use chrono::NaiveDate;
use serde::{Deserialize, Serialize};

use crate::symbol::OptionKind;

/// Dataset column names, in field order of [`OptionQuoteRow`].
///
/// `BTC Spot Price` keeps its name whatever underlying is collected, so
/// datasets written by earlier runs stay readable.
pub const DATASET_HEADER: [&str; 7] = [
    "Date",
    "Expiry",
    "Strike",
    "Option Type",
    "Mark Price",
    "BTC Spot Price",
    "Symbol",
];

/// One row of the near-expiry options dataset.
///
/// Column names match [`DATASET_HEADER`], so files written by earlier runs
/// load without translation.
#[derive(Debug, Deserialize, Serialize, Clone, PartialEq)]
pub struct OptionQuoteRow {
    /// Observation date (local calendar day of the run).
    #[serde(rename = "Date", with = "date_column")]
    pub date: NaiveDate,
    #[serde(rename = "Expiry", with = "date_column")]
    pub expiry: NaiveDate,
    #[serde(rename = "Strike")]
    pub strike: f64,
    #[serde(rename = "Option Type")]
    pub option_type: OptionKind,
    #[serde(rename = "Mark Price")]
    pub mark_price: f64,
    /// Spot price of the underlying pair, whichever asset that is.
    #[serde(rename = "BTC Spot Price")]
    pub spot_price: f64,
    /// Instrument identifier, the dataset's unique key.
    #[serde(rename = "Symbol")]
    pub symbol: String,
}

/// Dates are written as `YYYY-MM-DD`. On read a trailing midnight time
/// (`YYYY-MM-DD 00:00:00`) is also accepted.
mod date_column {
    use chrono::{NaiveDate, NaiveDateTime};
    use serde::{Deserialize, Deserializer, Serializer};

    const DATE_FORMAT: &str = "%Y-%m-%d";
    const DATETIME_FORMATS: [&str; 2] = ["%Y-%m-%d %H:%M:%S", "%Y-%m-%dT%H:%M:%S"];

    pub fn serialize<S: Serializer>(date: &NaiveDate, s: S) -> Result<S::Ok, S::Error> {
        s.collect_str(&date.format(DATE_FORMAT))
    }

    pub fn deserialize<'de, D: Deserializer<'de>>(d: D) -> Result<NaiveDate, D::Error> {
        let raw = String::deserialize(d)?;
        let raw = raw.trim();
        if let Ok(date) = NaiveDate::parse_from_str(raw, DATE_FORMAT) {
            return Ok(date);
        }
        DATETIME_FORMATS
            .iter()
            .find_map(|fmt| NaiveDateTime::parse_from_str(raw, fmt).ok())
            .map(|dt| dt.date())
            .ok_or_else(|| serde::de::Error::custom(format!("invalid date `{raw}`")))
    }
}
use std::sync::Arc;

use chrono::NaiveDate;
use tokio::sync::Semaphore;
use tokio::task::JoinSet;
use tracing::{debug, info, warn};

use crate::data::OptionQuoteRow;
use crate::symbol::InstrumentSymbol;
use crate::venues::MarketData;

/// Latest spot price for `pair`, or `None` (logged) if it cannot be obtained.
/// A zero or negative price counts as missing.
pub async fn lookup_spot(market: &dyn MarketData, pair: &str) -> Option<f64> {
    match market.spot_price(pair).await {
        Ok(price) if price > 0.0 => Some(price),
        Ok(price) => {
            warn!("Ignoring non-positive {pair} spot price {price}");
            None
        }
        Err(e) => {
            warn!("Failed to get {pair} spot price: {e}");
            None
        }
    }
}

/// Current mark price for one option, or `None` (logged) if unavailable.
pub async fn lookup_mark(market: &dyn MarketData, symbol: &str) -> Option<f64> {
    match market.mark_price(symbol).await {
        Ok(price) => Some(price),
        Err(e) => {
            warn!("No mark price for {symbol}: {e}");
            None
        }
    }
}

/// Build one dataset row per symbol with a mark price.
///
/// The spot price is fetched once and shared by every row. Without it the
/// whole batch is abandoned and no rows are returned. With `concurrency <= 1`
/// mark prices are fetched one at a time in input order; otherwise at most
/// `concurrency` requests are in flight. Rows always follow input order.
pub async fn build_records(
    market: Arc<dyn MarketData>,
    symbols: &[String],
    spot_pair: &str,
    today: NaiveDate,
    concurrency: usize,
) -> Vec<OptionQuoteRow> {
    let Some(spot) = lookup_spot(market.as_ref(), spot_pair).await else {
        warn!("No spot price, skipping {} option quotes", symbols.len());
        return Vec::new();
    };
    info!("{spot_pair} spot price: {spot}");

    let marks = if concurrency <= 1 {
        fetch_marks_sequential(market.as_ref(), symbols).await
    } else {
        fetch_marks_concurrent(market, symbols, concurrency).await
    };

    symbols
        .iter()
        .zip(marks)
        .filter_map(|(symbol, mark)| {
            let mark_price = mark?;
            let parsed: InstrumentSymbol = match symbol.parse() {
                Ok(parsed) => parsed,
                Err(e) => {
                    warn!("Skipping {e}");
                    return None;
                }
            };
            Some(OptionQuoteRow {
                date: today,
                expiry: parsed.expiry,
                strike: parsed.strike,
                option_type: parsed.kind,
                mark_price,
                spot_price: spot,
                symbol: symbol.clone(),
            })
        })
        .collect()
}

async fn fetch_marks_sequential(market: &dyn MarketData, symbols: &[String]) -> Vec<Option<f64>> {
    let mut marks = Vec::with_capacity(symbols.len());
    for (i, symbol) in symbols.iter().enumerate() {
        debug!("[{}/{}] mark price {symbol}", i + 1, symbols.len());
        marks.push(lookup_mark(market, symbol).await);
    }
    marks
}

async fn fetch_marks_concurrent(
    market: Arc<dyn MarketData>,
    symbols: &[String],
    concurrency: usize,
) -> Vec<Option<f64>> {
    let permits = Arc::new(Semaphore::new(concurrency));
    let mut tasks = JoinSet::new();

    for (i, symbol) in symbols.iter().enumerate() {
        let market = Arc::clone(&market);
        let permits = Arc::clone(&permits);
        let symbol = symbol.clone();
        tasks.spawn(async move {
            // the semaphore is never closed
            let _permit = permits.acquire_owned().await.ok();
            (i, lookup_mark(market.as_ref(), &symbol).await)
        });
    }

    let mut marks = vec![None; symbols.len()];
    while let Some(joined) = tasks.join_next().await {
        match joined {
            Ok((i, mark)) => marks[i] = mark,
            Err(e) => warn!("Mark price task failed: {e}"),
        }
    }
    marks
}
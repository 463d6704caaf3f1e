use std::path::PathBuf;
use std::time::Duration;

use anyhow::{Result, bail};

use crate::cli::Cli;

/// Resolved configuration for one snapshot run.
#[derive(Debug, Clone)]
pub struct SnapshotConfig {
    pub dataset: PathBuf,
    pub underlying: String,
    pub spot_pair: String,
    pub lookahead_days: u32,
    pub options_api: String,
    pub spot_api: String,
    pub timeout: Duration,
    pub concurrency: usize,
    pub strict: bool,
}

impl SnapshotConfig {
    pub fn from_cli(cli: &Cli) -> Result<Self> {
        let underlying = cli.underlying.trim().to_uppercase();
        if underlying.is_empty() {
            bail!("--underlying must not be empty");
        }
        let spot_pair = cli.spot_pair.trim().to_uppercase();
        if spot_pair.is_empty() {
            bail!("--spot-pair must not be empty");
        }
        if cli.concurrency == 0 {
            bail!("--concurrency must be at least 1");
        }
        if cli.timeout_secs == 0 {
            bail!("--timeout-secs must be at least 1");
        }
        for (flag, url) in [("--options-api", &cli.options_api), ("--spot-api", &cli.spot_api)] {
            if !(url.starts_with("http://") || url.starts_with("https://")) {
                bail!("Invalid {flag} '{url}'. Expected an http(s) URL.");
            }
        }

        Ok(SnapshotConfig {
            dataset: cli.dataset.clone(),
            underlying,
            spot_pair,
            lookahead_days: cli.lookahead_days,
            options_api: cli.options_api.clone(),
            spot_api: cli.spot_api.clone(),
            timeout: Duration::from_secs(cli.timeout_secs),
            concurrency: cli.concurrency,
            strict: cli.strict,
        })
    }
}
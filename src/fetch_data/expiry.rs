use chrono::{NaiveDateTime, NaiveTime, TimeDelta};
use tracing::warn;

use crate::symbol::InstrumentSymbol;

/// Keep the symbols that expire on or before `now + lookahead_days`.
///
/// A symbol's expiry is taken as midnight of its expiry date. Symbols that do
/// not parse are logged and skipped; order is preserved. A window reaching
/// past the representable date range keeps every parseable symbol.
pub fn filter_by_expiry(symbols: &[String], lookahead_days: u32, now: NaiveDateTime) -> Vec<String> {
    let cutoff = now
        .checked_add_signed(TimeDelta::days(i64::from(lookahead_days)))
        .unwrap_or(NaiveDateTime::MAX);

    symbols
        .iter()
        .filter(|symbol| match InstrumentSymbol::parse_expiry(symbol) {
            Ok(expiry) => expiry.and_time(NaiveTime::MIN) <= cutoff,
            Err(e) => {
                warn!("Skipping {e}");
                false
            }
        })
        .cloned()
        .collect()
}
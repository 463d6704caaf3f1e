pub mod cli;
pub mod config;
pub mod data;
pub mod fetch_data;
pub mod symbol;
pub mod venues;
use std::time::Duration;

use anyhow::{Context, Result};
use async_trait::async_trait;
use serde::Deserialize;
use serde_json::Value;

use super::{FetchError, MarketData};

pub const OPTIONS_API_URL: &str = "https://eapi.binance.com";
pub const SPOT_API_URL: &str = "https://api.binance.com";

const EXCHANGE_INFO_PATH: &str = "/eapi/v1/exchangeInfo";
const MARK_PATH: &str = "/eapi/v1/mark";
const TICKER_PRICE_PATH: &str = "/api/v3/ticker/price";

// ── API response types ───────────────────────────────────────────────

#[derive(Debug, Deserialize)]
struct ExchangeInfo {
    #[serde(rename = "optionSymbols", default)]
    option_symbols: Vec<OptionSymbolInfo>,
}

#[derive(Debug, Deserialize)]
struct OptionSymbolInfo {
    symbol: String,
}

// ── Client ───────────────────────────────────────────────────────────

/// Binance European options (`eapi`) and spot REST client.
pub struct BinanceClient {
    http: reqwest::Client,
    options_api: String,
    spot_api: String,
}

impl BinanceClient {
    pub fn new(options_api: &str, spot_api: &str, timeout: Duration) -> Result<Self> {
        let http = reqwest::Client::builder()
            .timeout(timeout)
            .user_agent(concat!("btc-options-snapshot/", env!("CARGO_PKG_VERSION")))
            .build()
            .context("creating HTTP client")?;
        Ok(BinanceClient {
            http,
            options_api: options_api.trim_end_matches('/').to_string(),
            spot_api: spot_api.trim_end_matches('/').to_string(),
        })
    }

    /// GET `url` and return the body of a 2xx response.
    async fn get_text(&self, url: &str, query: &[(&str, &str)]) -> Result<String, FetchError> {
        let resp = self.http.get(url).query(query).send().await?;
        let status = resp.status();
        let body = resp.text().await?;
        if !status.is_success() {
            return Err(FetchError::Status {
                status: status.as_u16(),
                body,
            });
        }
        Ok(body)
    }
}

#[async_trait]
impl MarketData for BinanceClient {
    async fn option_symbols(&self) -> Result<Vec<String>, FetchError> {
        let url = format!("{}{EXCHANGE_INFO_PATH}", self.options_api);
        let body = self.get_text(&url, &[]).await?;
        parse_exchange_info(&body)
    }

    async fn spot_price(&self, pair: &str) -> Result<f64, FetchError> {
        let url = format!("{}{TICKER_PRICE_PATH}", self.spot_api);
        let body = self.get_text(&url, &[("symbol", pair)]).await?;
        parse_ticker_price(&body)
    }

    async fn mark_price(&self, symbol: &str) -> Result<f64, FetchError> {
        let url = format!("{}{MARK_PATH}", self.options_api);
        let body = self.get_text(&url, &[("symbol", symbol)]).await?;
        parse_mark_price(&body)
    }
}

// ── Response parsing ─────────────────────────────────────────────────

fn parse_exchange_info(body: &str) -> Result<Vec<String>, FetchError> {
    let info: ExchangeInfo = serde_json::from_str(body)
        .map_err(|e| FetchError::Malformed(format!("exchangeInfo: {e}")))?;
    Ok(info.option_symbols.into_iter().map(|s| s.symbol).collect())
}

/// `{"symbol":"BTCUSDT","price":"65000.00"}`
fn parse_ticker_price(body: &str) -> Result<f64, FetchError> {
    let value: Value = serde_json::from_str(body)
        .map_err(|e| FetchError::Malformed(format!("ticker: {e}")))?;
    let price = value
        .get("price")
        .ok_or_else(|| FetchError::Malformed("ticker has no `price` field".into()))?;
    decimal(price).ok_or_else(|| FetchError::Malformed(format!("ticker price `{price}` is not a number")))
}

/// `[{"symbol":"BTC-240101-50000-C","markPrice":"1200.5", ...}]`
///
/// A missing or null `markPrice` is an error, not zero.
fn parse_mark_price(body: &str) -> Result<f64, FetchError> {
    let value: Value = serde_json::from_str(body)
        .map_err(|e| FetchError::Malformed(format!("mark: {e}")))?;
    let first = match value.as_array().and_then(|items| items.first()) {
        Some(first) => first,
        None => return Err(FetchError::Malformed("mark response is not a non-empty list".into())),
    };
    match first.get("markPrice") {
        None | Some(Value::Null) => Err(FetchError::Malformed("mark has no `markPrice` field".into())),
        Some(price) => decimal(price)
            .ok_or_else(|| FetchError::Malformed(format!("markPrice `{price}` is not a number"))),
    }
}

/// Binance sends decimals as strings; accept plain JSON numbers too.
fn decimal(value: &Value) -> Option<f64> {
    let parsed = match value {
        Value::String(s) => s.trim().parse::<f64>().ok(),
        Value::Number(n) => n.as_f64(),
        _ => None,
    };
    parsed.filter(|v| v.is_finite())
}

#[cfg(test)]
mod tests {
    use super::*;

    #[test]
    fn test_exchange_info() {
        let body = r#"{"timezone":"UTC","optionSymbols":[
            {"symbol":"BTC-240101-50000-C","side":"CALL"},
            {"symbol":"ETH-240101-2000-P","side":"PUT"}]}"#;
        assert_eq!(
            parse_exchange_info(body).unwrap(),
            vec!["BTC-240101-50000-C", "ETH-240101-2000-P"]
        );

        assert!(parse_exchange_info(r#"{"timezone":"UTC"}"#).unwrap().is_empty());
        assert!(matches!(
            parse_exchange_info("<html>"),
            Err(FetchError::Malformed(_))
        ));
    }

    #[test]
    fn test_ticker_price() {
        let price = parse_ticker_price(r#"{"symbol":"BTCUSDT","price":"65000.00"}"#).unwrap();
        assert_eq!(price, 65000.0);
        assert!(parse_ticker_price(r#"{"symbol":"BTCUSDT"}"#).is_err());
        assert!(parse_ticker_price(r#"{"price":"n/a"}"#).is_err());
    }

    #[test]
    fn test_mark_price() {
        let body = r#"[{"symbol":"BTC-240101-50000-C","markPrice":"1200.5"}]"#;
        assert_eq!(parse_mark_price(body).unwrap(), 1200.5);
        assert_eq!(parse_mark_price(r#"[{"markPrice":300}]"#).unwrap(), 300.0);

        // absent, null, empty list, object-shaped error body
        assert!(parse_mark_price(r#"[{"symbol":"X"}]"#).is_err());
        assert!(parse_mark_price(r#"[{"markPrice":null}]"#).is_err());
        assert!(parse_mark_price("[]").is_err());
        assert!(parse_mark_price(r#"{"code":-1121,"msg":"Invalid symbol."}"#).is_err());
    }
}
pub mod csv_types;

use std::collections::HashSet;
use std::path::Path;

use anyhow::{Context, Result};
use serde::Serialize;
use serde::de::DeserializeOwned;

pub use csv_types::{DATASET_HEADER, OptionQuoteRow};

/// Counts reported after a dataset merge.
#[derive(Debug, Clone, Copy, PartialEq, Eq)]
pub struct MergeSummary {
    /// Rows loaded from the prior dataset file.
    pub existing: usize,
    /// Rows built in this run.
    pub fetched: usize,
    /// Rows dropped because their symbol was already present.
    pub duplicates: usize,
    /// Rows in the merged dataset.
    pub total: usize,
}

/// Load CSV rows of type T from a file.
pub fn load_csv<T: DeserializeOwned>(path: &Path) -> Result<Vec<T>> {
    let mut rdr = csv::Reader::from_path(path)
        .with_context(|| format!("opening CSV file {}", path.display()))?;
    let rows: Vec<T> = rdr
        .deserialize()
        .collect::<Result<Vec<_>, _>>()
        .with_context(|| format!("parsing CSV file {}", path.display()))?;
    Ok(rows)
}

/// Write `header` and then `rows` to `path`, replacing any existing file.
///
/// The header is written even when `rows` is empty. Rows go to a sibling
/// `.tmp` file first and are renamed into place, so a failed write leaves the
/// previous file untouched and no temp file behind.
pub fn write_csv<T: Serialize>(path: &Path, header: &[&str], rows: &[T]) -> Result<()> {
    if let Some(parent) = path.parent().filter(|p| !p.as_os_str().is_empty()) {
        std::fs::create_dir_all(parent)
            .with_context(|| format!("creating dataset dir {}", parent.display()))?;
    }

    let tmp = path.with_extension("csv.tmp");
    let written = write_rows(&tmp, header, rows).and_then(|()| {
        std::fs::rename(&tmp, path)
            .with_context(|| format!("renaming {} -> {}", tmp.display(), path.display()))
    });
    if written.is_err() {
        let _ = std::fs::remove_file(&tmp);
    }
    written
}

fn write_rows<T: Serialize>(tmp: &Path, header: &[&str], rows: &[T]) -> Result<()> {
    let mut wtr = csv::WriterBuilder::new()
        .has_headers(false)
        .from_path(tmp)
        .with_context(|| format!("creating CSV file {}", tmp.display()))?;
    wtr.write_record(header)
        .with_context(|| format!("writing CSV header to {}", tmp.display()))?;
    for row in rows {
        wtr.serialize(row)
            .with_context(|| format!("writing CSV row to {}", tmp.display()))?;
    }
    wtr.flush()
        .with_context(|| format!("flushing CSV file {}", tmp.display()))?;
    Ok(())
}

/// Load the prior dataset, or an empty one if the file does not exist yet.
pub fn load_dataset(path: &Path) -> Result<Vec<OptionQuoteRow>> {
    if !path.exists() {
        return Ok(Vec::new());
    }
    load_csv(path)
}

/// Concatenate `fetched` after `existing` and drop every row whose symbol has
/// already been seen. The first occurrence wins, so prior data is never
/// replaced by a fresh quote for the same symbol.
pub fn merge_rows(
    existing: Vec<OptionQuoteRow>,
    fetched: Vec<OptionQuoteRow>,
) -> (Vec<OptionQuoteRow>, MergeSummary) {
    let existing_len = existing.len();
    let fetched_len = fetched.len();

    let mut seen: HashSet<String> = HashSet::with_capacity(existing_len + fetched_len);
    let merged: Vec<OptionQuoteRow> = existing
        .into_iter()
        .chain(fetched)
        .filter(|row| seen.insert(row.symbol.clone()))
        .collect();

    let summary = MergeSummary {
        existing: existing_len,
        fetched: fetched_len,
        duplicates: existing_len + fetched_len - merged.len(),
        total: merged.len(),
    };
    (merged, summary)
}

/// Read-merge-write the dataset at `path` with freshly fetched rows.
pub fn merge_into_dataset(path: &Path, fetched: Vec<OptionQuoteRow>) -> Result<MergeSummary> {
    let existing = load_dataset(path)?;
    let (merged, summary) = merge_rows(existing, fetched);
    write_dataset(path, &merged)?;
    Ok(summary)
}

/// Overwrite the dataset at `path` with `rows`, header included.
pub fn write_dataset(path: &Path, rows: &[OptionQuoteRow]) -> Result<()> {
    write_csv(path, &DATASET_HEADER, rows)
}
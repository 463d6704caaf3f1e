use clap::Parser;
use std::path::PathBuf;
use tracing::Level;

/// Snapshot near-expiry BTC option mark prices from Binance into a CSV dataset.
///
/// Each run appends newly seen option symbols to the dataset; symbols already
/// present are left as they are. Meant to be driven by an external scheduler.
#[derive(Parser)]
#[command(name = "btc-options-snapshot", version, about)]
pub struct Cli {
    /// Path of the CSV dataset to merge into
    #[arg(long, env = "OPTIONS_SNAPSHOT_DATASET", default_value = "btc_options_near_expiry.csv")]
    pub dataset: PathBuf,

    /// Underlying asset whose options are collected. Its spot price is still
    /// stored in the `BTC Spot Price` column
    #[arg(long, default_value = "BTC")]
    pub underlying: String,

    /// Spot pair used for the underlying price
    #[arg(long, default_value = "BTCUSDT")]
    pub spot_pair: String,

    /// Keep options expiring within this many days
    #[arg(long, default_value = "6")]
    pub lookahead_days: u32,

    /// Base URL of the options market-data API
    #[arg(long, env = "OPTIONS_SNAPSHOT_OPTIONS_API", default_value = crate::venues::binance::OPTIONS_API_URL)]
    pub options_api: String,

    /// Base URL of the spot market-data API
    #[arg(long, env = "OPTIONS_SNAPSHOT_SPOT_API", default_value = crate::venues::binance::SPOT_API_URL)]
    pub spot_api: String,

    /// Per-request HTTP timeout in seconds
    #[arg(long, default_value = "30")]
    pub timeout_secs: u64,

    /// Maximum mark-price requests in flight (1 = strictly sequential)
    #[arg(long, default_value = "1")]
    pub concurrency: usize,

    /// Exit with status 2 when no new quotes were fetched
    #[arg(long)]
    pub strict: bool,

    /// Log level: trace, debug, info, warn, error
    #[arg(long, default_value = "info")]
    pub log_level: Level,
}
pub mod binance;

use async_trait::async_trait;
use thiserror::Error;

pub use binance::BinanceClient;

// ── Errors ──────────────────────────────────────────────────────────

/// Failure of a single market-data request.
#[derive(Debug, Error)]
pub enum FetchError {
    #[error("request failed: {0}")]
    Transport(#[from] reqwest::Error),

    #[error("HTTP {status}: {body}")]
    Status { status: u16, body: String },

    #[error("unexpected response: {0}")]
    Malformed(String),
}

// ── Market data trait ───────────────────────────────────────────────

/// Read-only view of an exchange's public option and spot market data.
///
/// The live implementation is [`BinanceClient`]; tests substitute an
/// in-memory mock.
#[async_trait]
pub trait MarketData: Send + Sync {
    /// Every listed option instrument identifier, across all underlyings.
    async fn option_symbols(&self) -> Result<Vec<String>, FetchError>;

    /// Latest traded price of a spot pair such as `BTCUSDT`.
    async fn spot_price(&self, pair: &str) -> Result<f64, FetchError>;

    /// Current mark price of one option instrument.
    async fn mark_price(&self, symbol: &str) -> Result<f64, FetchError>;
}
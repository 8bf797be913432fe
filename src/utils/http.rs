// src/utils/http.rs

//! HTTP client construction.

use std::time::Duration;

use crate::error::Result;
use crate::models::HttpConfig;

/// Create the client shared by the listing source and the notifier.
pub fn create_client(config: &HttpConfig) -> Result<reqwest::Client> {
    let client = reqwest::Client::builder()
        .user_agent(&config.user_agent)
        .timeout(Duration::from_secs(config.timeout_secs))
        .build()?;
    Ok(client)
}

Required work: What you write must be the entries restated word for word, from the opening line through the one holding "runs stay readable.", with nothing else.

Response area:
use chrono::NaiveDate;
use serde::{Deserialize, Serialize};

use crate::symbol::OptionKind;

/// Dataset column names, in field order of [`OptionQuoteRow`].
///
/// `BTC Spot Price` keeps its name whatever underlying is collected, so
/// datasets written by earlier runs stay readable.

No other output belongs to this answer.